EXERCISE INSTRUCTIONS |
The required output consists solely of the lines from the top of the listing through the line containing "#[derive(Debug, Clone, Builder, Serialize, Deserialize)]", transcribed exactly.

RAW DATA |
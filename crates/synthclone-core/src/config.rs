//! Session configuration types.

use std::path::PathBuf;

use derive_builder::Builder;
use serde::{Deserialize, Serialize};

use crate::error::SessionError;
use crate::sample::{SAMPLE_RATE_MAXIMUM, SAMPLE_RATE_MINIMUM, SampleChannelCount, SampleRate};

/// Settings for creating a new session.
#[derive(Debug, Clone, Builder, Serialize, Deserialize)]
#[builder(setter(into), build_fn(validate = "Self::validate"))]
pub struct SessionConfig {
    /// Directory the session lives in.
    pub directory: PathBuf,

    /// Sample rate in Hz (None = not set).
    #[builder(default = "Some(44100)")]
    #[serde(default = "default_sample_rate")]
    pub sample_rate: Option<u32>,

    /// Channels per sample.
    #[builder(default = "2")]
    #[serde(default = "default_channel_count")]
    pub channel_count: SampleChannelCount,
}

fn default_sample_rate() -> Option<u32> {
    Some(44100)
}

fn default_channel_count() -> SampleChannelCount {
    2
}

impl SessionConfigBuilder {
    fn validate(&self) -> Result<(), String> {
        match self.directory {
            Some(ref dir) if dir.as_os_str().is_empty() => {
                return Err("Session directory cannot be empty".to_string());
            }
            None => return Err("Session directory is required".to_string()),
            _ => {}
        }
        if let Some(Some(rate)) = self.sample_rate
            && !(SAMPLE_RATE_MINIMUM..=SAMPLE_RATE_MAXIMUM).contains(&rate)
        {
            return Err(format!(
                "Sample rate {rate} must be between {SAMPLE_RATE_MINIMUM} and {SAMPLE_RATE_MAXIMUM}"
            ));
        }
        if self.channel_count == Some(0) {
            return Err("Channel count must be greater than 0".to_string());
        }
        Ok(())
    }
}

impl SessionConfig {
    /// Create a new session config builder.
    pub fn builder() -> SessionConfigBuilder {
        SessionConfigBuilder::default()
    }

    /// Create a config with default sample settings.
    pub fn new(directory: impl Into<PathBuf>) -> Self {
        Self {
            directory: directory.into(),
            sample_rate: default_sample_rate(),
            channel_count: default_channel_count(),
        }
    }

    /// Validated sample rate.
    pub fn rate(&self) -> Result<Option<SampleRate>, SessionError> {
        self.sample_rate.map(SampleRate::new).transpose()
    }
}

SOLUTION FOR THIS EXERCISE |
filename crates/synthclone-core/src/config.rs
//! Session configuration types.

use std::path::PathBuf;

use derive_builder::Builder;
use serde::{Deserialize, Serialize};

use crate::error::SessionError;
use crate::sample::{SAMPLE_RATE_MAXIMUM, SAMPLE_RATE_MINIMUM, SampleChannelCount, SampleRate};

/// Settings for creating a new session.
#[derive(Debug, Clone, Builder, Serialize, Deserialize)]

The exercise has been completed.